Nessun animale è sempre esistito in natura ma…alcuni mostrano più degli altri la giovinezza della loro specie…sono animali che vivono di una bellezza estranea e originale rispetto a quella del mondo, animali puri e belli, perché nuovi, vulnerabili e fragilissimi, perché nuovi, sono gli ibridi, sono i pipistrelli, i lemuri, quei lemuri che erano stati nell’isola della febbre del ragno rosso, mi pare, perché gli uomini dovevano proteggerli dalla loro stessa fragilità, dall’esposizione alla morte, cui la natura li aveva destinati ritorcendo contro di loro, la loro voglia di crescere, di vivere fuori dai progetti e dai disegni della natura stessa. Gli ibridi sono così, volatili come lo sono quegli elementi troppo leggeri per restare a terra, e caduchi come quei gravi troppo pesanti per rimanere sospesi a mezz’aria… tu sei così, sconvolgente e definitiva, puro vetro.
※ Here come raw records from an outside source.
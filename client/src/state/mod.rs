//! Shared client-side state modules.
//!
//! DESIGN
//! ======
//! State types are plain structs wrapped in `RwSignal` by the page, so their
//! transitions can be unit-tested without a reactive runtime.

pub mod device_form;
pub mod devices;
#![recursion_limit = "256"]

mod config;
mod db;
mod routes;
mod services;
mod state;

use std::sync::Arc;

use services::device::DeviceRepository;
use services::memory::InMemoryDeviceRepository;
use services::postgres::PgDeviceRepository;

#[tokio::main]
async fn main() {
    dotenvy::dotenv().ok();
    tracing_subscriber::fmt::init();

    let config = config::ServerConfig::from_env().expect("invalid server configuration");

    let devices: Arc<dyn DeviceRepository> = match config.backend {
        config::StoreBackend::Postgres => {
            let database_url = config.database_url.as_deref().expect("DATABASE_URL required");
            let pool = db::init_pool(database_url, config.db_max_connections)
                .await
                .expect("database init failed");
            tracing::info!(max_connections = config.db_max_connections, "postgres device store ready");
            Arc::new(PgDeviceRepository::new(pool))
        }
        config::StoreBackend::Memory if config.seed_devices => {
            tracing::info!("in-memory device store (seeded)");
            Arc::new(InMemoryDeviceRepository::seeded())
        }
        config::StoreBackend::Memory => {
            tracing::info!("in-memory device store");
            Arc::new(InMemoryDeviceRepository::new())
        }
    };

    let state = state::AppState::new(devices);

    let app = routes::leptos_app(state).expect("leptos app init failed");
    let listener = tokio::net::TcpListener::bind(format!("0.0.0.0:{}", config.port))
        .await
        .expect("failed to bind");

    tracing::info!(port = config.port, "device inventory listening");
    axum::serve(listener, app).await.expect("server failed");
}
Capita spesso, in età vicina alla mia, di percepire la sensazione d’essere arrivati, d’essersi assestati e di poter cominciare a praticare la maturità, almeno la maturità come l’ho vista io…nel senso di consolidamento del corpo, virilmente rassegnato alla propria evocazione alla morte…proprio per questo, così pieno di se, pieno di giorni, pieno di passato, di presente e di ricordi, pieno di voglia di stare bene e di aspettare; questo senso sereno di mortalità, io l’ho perduto il giorno in cui ci siamo incontrati, l’ho perduto vedendo te che t’affannavi nella sopravvivenza, al rimescolarsi delle tue stesse viscere, della carne viva sotto la tua pelle, così fradicia d’anima, che non è mai riuscita a farti confondere tra la gente.
Io ho tirato fuori dall’incontro con la tua diversità, una sensazione nuova, vivace, dolorosa anche, la sensazione di scoprire l’esistenza di un punto d’arrivo, fuori da me, altro da me, la sensazione e la certezza di dover rimandare di molto, il momento di fermarsi.
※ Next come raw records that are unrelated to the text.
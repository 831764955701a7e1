//! Postgres-backed device repository.
//!
//! Ids are `UUID` columns; a path id that does not parse as a UUID cannot
//! exist and is reported as not found. A `BIGSERIAL` `seq` column breaks
//! `created_at` ties in insertion order, newest first, matching the memory
//! store. Each operation is one statement, so row-level atomicity is all the
//! coordination needed.

use device_model::{Device, DeviceCreate, DeviceUpdate};
use sqlx::PgPool;
use time::OffsetDateTime;
use uuid::Uuid;

use super::device::{DeviceError, DeviceRepository, Page, format_timestamp};

type DeviceRow = (Uuid, String, Option<String>, OffsetDateTime, OffsetDateTime);

fn row_to_device((id, name, assigned_to, created_at, updated_at): DeviceRow) -> Device {
    Device {
        id: id.to_string(),
        name,
        assigned_to,
        created_at: format_timestamp(created_at),
        updated_at: format_timestamp(updated_at),
    }
}

fn parse_id(id: &str) -> Result<Uuid, DeviceError> {
    Uuid::parse_str(id).map_err(|_| DeviceError::NotFound(id.to_owned()))
}

fn to_i64(value: usize) -> i64 {
    i64::try_from(value).unwrap_or(i64::MAX)
}

pub struct PgDeviceRepository {
    pool: PgPool,
}

impl PgDeviceRepository {
    #[must_use]
    pub fn new(pool: PgPool) -> Self {
        Self { pool }
    }
}

#[async_trait::async_trait]
impl DeviceRepository for PgDeviceRepository {
    async fn list(&self, page: Page) -> Result<Vec<Device>, DeviceError> {
        let rows = sqlx::query_as::<_, DeviceRow>(
            "SELECT id, name, assigned_to, created_at, updated_at
             FROM devices
             ORDER BY created_at DESC, seq DESC
             LIMIT $1 OFFSET $2",
        )
        .bind(to_i64(page.limit))
        .bind(to_i64(page.skip))
        .fetch_all(&self.pool)
        .await?;

        Ok(rows.into_iter().map(row_to_device).collect())
    }

    async fn get(&self, id: &str) -> Result<Device, DeviceError> {
        let uuid = parse_id(id)?;
        let row = sqlx::query_as::<_, DeviceRow>(
            "SELECT id, name, assigned_to, created_at, updated_at FROM devices WHERE id = $1",
        )
        .bind(uuid)
        .fetch_optional(&self.pool)
        .await?
        .ok_or_else(|| DeviceError::NotFound(id.to_owned()))?;

        Ok(row_to_device(row))
    }

    async fn create(&self, input: DeviceCreate) -> Result<Device, DeviceError> {
        let row = sqlx::query_as::<_, DeviceRow>(
            "INSERT INTO devices (id, name, assigned_to, created_at, updated_at)
             VALUES ($1, $2, $3, now(), now())
             RETURNING id, name, assigned_to, created_at, updated_at",
        )
        .bind(Uuid::new_v4())
        .bind(&input.name)
        .bind(&input.assigned_to)
        .fetch_one(&self.pool)
        .await?;

        Ok(row_to_device(row))
    }

    async fn update(&self, id: &str, update: DeviceUpdate) -> Result<Device, DeviceError> {
        let uuid = parse_id(id)?;
        let set_assignee = update.assigned_to.is_some();
        let assignee = update.assigned_to.flatten();
        let row = sqlx::query_as::<_, DeviceRow>(
            "UPDATE devices
             SET name = COALESCE($2, name),
                 assigned_to = CASE WHEN $3 THEN $4 ELSE assigned_to END,
                 updated_at = GREATEST(now(), updated_at + interval '1 microsecond')
             WHERE id = $1
             RETURNING id, name, assigned_to, created_at, updated_at",
        )
        .bind(uuid)
        .bind(&update.name)
        .bind(set_assignee)
        .bind(&assignee)
        .fetch_optional(&self.pool)
        .await?
        .ok_or_else(|| DeviceError::NotFound(id.to_owned()))?;

        Ok(row_to_device(row))
    }

    async fn delete(&self, id: &str) -> Result<(), DeviceError> {
        let uuid = parse_id(id)?;
        let result = sqlx::query("DELETE FROM devices WHERE id = $1")
            .bind(uuid)
            .execute(&self.pool)
            .await?;
        if result.rows_affected() == 0 {
            return Err(DeviceError::NotFound(id.to_owned()));
        }
        Ok(())
    }
}

#[cfg(all(test, feature = "live-db-tests"))]
mod tests {
    use super::*;

    async fn live_repo() -> PgDeviceRepository {
        let url = std::env::var("DATABASE_URL").expect("DATABASE_URL required for live-db-tests");
        let pool = crate::db::init_pool(&url, 2).await.expect("database init failed");
        PgDeviceRepository::new(pool)
    }

    #[tokio::test]
    async fn live_create_update_delete_round_trip() {
        let repo = live_repo().await;
        let created = repo
            .create(DeviceCreate { name: "live-test".to_owned(), assigned_to: Some("QA".to_owned()) })
            .await
            .unwrap();
        assert_eq!(created.created_at, created.updated_at);

        let cleared = repo
            .update(&created.id, DeviceUpdate { name: None, assigned_to: Some(None) })
            .await
            .unwrap();
        assert_eq!(cleared.name, "live-test");
        assert_eq!(cleared.assigned_to, None);
        assert_ne!(cleared.updated_at, created.updated_at);

        repo.delete(&created.id).await.unwrap();
        assert!(matches!(repo.get(&created.id).await, Err(DeviceError::NotFound(_))));
    }

    #[tokio::test]
    async fn live_equal_created_at_lists_last_inserted_first() {
        let repo = live_repo().await;
        let ids: Vec<Uuid> = (0..3).map(|_| Uuid::new_v4()).collect();
        for (i, id) in ids.iter().enumerate() {
            sqlx::query(
                "INSERT INTO devices (id, name, created_at, updated_at)
                 VALUES ($1, $2, '2999-01-01T00:00:00Z', '2999-01-01T00:00:00Z')",
            )
            .bind(id)
            .bind(format!("tie-{i}"))
            .execute(&repo.pool)
            .await
            .unwrap();
        }

        let listed = repo.list(Page { skip: 0, limit: 3 }).await.unwrap();
        let names: Vec<&str> = listed.iter().map(|d| d.name.as_str()).collect();
        assert_eq!(names, ["tie-2", "tie-1", "tie-0"]);

        for id in &ids {
            repo.delete(&id.to_string()).await.unwrap();
        }
    }
}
E m’hai saputo parlare come nessuno prima di te…
Mi hai fatto vedere dietro l’uomo borioso e spavaldo il bambino e spaventato e il suo pianto offeso, ed è arrivata la paura, il terrore dell’imminenza del fallimento, della perdita e da li l’innesco autodistruttivo di una spirale di azioni e reazioni che m’hanno portato velocemente a distruggere tutto…quando ci si trova innamorati, si ha la sensazione che le immense diversità tra noi collassino a favore di un nuovo uno…eppure non è vero…è il risveglio da questa condizione è un risveglio sudato, è la scoperta ogni giorno di una nuova porzione di spazio tra l’uno e l’altro, tra a me e te…uno spazio che non sembra praticabile, è qui che t’ho perduta, nel rinnegare nella pratica di ogni minuto la distanza che ci distingueva eppure ci faceva liberi.
Ti scrivo e sono qui travolto dalla perdita di questa occasione, sento un sangue nero e denso di coaguli, ognuno una sofferenza, ognuno una parola non detta, o detta di troppo.
Ti scrivo della mia voglia semplice, umana, forse infantile, di smettere di soffrire e di pensare.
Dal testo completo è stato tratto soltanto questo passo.